▶ **Work instruction**:
Please copy each line of the records below that holds the word "cells".

▶ **Given records**:
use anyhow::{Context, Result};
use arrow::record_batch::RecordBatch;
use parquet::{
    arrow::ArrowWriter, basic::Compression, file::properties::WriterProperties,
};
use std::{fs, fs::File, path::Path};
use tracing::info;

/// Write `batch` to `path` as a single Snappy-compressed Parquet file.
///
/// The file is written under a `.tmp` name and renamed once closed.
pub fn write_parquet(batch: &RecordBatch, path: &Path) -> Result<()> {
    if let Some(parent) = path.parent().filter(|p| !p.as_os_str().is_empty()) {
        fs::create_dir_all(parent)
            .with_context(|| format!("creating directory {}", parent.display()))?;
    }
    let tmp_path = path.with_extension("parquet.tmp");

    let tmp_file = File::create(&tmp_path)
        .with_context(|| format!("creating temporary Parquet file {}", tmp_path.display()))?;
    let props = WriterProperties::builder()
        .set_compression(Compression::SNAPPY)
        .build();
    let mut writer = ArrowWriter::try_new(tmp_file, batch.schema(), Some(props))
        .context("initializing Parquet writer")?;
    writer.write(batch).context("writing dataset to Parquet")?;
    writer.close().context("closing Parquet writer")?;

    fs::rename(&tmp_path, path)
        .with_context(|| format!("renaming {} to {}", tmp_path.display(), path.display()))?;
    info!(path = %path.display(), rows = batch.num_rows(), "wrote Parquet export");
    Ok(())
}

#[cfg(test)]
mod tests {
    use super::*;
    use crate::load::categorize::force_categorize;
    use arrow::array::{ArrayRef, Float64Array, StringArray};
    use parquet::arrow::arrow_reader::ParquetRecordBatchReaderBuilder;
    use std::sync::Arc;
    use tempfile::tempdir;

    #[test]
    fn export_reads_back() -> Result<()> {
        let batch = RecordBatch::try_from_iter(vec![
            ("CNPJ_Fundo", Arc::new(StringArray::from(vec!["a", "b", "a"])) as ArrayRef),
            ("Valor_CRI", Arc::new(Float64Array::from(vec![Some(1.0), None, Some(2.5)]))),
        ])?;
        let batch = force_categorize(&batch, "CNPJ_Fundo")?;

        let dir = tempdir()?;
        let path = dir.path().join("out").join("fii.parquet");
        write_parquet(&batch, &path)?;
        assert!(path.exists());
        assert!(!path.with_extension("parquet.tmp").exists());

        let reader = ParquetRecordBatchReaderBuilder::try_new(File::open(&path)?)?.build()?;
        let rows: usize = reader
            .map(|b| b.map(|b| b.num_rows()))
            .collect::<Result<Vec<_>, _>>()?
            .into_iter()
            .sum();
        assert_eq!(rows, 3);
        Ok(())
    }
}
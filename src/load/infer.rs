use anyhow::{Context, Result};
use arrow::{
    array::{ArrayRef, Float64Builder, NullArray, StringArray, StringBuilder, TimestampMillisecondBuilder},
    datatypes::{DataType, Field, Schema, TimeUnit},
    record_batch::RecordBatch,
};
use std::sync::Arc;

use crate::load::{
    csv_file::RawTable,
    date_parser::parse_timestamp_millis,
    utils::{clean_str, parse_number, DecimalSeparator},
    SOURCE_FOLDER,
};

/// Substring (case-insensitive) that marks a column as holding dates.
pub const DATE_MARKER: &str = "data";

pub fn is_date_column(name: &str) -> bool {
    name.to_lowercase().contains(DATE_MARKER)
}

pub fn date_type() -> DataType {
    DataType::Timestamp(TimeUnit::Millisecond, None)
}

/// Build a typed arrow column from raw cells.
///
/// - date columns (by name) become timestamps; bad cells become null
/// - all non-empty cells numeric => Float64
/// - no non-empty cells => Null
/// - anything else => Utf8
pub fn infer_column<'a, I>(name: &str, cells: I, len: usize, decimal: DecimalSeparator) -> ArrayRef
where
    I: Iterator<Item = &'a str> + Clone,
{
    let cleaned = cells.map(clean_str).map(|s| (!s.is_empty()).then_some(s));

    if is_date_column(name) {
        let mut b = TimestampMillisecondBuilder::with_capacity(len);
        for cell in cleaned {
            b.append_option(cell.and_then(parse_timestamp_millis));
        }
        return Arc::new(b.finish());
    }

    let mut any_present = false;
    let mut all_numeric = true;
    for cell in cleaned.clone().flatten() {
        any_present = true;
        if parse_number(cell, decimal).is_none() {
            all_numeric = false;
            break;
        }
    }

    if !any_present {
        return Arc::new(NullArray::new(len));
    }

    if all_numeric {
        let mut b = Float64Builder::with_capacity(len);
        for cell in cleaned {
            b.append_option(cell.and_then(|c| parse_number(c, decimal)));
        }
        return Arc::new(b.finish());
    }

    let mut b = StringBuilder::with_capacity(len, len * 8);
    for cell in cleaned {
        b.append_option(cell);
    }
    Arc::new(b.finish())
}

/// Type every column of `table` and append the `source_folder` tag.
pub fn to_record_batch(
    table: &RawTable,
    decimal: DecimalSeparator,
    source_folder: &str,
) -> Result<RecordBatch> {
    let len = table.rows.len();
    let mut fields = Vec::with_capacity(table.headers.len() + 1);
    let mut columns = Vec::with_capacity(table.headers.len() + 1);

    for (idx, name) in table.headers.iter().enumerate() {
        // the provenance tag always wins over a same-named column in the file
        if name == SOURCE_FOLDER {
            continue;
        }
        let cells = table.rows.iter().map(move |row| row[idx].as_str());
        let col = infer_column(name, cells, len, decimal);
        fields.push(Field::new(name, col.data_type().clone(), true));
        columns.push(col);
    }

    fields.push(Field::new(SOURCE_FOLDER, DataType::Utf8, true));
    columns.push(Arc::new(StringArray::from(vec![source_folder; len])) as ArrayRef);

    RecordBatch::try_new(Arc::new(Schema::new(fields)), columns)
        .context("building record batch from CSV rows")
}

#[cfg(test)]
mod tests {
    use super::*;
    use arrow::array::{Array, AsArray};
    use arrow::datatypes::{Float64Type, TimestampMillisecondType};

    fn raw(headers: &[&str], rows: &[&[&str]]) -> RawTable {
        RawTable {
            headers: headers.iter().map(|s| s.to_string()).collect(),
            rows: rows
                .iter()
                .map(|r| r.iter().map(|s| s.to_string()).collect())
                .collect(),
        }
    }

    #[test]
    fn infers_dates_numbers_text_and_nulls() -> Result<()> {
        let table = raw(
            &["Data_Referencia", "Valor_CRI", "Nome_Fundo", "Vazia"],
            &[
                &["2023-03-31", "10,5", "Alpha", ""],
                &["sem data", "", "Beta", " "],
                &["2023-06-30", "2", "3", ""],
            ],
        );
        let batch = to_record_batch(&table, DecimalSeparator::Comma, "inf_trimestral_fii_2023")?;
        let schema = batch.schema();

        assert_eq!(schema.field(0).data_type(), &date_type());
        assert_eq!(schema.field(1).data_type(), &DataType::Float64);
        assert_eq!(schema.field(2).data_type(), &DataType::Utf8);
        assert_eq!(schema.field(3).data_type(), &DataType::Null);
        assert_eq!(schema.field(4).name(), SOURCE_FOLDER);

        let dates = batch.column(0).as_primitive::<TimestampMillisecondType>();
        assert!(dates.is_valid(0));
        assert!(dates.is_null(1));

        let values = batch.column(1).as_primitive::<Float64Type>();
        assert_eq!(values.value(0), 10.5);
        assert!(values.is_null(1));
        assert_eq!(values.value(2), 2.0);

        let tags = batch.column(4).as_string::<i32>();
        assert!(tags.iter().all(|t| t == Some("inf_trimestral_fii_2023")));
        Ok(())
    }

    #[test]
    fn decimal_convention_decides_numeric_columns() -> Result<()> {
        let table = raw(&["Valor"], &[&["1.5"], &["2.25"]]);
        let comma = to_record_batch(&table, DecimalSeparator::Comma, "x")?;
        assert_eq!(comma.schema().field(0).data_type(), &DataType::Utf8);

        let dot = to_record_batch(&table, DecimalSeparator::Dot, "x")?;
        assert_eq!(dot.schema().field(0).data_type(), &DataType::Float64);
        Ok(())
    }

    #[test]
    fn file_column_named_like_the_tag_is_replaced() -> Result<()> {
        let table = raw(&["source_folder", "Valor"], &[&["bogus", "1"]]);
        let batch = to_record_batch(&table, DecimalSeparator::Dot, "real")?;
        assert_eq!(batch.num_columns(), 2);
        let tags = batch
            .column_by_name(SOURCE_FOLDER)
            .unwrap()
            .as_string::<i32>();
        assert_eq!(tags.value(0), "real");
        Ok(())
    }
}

▶ **Solution below**:
/// Build a typed arrow column from raw cells.
/// - date columns (by name) become timestamps; bad cells become null
/// - all non-empty cells numeric => Float64
/// - no non-empty cells => Null
pub fn infer_column<'a, I>(name: &str, cells: I, len: usize, decimal: DecimalSeparator) -> ArrayRef
    let cleaned = cells.map(clean_str).map(|s| (!s.is_empty()).then_some(s));
        let cells = table.rows.iter().map(move |row| row[idx].as_str());
        let col = infer_column(name, cells, len, decimal);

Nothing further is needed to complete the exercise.